ACTION ITEM
If a line in the listing below includes the word "ChatCommand", pick it out.

PROVIDED DATA
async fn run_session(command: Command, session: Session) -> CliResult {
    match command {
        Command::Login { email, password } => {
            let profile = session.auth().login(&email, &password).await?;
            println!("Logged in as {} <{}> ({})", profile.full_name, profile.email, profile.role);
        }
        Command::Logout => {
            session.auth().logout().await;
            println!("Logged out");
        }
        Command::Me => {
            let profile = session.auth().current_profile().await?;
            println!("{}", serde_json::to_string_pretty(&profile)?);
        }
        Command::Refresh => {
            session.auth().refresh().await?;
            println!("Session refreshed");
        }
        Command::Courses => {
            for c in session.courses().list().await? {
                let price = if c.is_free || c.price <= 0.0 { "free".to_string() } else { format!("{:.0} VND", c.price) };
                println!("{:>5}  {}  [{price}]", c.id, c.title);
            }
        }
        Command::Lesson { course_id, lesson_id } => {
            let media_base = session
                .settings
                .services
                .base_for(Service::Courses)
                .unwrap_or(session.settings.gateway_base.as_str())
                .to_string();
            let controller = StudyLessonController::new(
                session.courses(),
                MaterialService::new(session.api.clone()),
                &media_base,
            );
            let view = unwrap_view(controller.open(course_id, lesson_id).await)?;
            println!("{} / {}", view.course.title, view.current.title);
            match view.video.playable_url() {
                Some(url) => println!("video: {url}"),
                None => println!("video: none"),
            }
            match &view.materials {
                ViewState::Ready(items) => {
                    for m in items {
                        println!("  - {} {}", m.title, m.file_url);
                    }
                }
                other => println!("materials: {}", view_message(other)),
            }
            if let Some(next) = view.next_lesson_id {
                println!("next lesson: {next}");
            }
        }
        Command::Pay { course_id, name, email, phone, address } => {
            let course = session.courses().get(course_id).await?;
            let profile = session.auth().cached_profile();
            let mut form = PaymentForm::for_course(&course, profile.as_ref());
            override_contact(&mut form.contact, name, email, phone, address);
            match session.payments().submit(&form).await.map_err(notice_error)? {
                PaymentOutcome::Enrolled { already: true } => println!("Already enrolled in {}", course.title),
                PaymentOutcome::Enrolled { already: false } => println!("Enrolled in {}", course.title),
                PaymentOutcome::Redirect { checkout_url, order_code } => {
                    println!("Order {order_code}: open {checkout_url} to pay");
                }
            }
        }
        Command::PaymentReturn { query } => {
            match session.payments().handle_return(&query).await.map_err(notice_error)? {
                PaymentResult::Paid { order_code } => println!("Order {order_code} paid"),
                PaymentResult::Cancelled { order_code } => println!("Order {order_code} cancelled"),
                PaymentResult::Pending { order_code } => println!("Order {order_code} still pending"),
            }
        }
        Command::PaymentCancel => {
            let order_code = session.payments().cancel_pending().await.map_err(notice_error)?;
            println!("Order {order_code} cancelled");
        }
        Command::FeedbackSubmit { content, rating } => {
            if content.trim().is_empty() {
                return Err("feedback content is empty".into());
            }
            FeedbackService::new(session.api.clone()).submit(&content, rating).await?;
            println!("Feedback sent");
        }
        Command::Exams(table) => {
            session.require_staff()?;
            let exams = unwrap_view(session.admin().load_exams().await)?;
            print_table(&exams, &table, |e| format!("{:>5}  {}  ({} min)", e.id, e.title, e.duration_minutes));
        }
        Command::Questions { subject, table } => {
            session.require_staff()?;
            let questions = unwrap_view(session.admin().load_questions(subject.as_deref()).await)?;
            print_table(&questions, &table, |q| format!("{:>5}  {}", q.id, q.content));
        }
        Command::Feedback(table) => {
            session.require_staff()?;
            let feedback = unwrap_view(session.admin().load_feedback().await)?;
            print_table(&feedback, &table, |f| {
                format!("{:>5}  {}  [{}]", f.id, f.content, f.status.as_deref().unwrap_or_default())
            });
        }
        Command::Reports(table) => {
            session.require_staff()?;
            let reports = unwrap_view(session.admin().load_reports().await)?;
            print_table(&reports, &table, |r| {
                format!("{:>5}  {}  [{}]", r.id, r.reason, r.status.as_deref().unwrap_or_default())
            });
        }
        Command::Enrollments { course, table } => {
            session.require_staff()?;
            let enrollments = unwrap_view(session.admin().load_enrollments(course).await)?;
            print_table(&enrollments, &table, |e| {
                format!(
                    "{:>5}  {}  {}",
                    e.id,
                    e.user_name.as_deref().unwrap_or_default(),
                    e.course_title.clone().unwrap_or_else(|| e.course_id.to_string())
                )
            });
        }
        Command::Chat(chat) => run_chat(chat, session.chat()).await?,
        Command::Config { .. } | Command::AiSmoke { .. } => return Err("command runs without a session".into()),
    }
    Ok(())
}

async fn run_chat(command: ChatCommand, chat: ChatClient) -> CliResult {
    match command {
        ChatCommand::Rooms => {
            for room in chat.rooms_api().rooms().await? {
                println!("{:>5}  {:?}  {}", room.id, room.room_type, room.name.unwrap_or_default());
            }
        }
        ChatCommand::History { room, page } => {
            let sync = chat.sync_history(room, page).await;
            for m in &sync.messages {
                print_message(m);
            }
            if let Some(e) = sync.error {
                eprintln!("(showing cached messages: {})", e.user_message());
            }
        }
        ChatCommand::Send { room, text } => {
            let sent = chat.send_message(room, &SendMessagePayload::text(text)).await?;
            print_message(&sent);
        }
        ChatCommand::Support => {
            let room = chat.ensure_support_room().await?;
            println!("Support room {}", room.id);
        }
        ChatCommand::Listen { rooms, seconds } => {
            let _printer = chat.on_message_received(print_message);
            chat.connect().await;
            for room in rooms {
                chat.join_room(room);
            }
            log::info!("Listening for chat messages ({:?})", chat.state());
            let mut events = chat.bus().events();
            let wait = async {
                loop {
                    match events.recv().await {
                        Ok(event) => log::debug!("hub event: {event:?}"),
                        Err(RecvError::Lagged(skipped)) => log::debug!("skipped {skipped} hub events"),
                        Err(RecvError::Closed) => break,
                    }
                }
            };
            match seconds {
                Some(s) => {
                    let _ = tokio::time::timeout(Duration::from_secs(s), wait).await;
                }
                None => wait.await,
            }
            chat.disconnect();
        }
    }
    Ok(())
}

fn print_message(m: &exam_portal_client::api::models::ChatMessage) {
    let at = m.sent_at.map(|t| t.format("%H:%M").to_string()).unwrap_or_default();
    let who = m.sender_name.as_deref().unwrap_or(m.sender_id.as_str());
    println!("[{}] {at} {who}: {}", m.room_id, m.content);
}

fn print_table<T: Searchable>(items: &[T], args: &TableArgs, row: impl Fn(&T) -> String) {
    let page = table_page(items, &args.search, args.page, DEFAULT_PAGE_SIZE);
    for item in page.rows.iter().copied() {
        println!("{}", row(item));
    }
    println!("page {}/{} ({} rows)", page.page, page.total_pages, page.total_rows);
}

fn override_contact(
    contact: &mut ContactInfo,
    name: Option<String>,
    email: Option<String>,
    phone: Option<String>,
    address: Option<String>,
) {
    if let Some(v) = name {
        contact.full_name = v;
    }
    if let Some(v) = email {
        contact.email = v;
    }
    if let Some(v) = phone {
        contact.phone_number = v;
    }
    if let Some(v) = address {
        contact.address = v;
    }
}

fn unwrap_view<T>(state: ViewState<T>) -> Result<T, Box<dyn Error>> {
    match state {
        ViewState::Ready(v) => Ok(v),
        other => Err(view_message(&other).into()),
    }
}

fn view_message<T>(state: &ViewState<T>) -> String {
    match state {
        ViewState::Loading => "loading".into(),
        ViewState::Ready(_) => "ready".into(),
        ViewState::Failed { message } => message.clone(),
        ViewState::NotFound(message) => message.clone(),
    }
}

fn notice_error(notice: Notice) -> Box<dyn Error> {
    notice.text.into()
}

RESPONSE BELOW
async fn run_chat(command: ChatCommand, chat: ChatClient) -> CliResult {
        ChatCommand::Rooms => {
        ChatCommand::History { room, page } => {
        ChatCommand::Send { room, text } => {
        ChatCommand::Support => {
        ChatCommand::Listen { rooms, seconds } => {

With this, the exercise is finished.